## EXERCISE INSTRUCTIONS
Write the listing below out again exactly, though only as far as the line with "use std::ffi::CString;", which is included.
* * *
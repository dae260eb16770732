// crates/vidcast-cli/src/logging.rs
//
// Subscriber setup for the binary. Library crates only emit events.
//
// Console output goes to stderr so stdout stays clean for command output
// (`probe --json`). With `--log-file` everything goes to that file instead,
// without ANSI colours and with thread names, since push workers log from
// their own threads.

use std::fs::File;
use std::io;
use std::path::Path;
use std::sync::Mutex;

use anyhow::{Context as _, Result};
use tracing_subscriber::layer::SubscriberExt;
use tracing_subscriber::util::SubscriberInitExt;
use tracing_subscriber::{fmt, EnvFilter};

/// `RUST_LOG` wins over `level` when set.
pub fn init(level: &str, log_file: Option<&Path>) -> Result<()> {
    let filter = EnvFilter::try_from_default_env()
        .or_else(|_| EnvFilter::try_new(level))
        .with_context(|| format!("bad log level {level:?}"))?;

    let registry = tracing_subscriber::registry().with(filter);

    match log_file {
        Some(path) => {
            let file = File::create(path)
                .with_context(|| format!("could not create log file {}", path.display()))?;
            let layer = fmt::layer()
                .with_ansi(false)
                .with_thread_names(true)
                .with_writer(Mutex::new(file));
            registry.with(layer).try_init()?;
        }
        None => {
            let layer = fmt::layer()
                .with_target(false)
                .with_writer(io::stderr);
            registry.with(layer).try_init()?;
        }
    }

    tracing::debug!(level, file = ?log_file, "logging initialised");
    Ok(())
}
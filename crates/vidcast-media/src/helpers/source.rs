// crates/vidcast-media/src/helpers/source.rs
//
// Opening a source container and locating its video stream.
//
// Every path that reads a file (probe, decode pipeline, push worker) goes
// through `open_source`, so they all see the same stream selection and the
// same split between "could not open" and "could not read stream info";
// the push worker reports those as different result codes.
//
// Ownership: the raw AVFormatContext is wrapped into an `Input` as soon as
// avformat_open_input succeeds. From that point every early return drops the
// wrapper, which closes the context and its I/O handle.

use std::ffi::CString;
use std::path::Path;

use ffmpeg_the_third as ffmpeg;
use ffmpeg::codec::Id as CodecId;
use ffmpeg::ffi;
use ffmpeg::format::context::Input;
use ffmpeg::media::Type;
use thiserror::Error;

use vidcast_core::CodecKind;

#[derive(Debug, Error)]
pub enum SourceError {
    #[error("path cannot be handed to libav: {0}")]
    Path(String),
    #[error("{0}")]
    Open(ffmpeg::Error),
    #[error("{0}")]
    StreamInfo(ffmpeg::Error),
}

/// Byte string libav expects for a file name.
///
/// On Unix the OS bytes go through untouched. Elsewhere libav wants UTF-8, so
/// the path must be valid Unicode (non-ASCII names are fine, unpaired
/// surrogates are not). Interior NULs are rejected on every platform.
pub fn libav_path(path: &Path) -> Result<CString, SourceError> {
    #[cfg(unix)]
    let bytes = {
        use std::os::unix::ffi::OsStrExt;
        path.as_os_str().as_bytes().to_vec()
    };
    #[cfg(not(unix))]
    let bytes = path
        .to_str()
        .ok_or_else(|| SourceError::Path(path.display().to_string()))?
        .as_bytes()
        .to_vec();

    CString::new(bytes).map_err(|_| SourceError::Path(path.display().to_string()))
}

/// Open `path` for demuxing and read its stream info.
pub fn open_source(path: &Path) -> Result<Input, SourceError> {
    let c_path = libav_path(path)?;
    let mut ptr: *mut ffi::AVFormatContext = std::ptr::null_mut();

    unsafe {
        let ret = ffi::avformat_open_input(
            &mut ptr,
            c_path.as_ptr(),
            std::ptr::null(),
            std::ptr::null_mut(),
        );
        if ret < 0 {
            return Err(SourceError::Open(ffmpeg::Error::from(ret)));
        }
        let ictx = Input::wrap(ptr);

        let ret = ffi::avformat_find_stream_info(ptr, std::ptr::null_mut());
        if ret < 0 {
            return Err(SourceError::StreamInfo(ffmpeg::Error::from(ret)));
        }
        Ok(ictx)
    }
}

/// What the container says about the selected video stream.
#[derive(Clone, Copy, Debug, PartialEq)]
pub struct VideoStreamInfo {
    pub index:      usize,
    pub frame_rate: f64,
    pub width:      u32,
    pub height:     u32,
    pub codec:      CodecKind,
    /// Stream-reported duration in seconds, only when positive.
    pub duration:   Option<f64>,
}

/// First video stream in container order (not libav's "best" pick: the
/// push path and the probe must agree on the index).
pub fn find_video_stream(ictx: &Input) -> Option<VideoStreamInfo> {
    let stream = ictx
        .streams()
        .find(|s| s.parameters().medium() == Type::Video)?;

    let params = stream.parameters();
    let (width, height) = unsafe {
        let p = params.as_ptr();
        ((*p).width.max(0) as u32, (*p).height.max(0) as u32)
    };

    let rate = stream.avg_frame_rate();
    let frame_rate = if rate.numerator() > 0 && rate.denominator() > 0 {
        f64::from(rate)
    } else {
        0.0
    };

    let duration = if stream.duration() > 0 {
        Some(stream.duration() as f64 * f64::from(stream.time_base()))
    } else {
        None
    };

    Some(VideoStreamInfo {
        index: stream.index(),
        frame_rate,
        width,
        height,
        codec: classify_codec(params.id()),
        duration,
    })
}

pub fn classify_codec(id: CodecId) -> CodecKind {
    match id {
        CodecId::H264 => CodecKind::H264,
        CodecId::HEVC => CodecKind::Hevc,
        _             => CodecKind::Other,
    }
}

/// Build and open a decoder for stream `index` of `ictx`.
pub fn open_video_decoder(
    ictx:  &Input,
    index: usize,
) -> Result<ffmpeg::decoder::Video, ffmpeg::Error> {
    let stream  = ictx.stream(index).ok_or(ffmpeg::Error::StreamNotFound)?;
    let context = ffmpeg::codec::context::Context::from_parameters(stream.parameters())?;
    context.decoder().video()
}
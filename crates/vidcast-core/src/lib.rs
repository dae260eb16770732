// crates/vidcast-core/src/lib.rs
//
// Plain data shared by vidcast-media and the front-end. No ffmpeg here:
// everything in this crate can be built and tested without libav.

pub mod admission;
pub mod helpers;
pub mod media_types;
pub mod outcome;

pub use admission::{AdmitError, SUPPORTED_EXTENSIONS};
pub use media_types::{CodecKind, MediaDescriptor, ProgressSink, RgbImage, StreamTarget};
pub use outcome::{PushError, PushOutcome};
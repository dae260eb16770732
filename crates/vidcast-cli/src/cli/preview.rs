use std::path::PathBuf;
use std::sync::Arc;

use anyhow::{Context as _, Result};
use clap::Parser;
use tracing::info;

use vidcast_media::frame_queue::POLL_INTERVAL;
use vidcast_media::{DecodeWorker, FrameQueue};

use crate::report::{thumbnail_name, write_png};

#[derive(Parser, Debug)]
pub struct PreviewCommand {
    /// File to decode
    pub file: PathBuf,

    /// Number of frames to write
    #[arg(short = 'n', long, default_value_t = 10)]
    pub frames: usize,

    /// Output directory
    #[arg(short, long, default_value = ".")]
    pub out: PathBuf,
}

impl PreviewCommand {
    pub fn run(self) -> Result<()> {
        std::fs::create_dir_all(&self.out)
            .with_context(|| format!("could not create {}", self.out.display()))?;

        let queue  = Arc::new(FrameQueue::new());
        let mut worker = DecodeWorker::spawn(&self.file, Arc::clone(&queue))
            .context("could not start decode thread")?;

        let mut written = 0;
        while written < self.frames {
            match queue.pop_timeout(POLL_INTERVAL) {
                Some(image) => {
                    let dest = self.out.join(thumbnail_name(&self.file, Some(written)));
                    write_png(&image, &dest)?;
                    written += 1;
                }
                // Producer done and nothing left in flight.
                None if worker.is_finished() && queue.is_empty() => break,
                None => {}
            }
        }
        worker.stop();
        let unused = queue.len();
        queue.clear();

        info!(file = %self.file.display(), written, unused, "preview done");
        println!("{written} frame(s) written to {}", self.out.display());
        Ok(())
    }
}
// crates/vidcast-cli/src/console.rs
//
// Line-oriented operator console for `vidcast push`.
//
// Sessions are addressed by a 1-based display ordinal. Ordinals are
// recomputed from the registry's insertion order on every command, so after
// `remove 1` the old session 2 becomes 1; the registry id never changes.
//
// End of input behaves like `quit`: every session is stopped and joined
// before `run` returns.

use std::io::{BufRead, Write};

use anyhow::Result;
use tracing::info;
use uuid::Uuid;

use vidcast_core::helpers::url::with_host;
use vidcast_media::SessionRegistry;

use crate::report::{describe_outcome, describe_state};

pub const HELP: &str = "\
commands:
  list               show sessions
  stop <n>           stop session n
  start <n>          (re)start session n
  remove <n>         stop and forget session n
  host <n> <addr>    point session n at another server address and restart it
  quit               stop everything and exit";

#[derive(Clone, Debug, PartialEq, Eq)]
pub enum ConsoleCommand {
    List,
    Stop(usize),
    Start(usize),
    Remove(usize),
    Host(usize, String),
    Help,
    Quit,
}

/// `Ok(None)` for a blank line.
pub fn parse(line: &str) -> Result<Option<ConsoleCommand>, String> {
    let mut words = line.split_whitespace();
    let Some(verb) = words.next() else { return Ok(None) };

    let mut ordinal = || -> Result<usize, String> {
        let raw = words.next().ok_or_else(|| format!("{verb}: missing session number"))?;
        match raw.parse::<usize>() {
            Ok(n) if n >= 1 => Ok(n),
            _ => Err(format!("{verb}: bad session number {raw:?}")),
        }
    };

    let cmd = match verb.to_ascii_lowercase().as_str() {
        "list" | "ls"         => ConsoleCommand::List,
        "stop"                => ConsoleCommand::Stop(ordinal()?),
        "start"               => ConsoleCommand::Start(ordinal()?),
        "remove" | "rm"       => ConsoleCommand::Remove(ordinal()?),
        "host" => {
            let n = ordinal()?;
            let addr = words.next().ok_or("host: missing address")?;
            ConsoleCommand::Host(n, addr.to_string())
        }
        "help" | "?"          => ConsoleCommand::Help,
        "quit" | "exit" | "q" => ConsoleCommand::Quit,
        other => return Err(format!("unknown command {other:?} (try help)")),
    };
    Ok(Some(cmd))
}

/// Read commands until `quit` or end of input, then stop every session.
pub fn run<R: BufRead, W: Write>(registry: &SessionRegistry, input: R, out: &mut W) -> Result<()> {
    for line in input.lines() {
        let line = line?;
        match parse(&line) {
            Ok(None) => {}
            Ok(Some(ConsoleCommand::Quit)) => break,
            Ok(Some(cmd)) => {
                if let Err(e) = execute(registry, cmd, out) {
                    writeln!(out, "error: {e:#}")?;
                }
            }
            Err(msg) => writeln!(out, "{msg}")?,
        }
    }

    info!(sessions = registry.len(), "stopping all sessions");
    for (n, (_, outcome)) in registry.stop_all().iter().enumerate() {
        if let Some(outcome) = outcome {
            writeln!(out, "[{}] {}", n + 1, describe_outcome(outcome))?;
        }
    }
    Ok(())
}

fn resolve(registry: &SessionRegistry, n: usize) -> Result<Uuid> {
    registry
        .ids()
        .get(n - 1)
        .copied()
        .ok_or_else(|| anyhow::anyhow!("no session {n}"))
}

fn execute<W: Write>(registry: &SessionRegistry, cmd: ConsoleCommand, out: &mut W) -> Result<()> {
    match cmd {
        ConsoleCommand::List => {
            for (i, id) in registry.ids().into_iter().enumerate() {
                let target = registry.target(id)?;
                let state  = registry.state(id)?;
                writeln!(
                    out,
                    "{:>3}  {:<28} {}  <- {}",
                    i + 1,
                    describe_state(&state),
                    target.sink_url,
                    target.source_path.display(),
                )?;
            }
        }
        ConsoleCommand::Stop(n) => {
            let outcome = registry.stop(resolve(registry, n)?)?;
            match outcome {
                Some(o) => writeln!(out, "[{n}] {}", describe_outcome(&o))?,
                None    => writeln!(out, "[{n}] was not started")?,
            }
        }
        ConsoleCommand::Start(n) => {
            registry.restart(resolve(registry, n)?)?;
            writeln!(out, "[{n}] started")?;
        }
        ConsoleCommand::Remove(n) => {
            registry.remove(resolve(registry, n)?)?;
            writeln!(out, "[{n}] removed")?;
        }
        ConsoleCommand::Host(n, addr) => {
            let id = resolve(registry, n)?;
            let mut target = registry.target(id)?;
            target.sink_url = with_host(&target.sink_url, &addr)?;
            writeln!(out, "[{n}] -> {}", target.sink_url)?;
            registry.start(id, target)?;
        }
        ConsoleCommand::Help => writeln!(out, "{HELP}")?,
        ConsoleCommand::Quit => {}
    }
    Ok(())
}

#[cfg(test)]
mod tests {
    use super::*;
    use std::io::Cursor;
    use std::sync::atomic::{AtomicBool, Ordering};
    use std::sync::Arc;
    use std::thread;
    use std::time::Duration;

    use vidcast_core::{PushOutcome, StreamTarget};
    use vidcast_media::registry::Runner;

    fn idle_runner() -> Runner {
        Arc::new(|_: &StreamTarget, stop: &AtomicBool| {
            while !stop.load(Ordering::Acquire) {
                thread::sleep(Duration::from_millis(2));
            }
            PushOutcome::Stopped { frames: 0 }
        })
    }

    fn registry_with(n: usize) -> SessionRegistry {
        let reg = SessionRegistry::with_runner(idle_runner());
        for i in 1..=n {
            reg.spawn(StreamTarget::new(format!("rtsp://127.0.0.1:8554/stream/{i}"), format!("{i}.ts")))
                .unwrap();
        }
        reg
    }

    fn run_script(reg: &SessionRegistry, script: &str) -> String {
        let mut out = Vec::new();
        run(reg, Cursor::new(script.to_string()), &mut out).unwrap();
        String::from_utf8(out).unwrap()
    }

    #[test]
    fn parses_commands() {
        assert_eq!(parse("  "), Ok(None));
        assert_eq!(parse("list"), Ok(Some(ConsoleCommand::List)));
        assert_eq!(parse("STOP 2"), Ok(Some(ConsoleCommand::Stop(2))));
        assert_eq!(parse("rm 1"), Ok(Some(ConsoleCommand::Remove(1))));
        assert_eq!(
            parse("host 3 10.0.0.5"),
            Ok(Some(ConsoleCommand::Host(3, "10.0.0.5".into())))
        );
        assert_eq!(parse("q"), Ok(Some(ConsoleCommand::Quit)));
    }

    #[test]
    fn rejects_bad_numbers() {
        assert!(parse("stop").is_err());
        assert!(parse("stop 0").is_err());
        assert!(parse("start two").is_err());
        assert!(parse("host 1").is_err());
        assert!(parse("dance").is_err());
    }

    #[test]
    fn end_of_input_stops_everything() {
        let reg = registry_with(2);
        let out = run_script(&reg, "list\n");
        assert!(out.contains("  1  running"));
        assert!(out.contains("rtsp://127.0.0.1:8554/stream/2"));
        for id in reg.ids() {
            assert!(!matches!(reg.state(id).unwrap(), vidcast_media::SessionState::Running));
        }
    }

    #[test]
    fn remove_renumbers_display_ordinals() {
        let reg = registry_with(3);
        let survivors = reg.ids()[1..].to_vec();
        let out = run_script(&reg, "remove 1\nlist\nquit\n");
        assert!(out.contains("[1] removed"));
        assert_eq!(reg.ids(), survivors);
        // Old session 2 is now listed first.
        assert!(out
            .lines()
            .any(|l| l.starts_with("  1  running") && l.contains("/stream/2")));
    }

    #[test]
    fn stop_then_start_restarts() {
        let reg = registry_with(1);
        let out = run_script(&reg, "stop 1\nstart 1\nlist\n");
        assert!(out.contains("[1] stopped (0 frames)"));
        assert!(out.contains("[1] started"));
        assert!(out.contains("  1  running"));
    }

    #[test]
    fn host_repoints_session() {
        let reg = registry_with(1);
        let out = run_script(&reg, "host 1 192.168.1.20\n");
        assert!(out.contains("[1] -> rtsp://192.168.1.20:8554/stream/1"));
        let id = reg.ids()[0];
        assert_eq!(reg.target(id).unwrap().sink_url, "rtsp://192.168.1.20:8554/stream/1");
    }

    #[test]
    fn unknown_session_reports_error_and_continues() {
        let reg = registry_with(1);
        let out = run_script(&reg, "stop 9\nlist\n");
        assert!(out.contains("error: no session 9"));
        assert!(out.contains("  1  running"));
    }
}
* * *
## RESPONSE AREA
repository dae260eb16770732
// crates/vidcast-cli/src/logging.rs
//
// Subscriber setup for the binary. Library crates only emit events.
//
// Console output goes to stderr so stdout stays clean for command output
// (`probe --json`). With `--log-file` everything goes to that file instead,
// without ANSI colours and with thread names, since push workers log from
// their own threads.

use std::fs::File;
use std::io;
use std::path::Path;
use std::sync::Mutex;

use anyhow::{Context as _, Result};
use tracing_subscriber::layer::SubscriberExt;
use tracing_subscriber::util::SubscriberInitExt;
use tracing_subscriber::{fmt, EnvFilter};

/// `RUST_LOG` wins over `level` when set.
pub fn init(level: &str, log_file: Option<&Path>) -> Result<()> {
    let filter = EnvFilter::try_from_default_env()
        .or_else(|_| EnvFilter::try_new(level))
        .with_context(|| format!("bad log level {level:?}"))?;

    let registry = tracing_subscriber::registry().with(filter);

    match log_file {
        Some(path) => {
            let file = File::create(path)
                .with_context(|| format!("could not create log file {}", path.display()))?;
            let layer = fmt::layer()
                .with_ansi(false)
                .with_thread_names(true)
                .with_writer(Mutex::new(file));
            registry.with(layer).try_init()?;
        }
        None => {
            let layer = fmt::layer()
                .with_target(false)
                .with_writer(io::stderr);
            registry.with(layer).try_init()?;
        }
    }

    tracing::debug!(level, file = ?log_file, "logging initialised");
    Ok(())
}
filename crates/vidcast-media/src/helpers/source.rs
// crates/vidcast-media/src/helpers/source.rs
//
// Opening a source container and locating its video stream.
//
// Every path that reads a file (probe, decode pipeline, push worker) goes
// through `open_source`, so they all see the same stream selection and the
// same split between "could not open" and "could not read stream info";
// the push worker reports those as different result codes.
//
// Ownership: the raw AVFormatContext is wrapped into an `Input` as soon as
// avformat_open_input succeeds. From that point every early return drops the
// wrapper, which closes the context and its I/O handle.

use std::ffi::CString;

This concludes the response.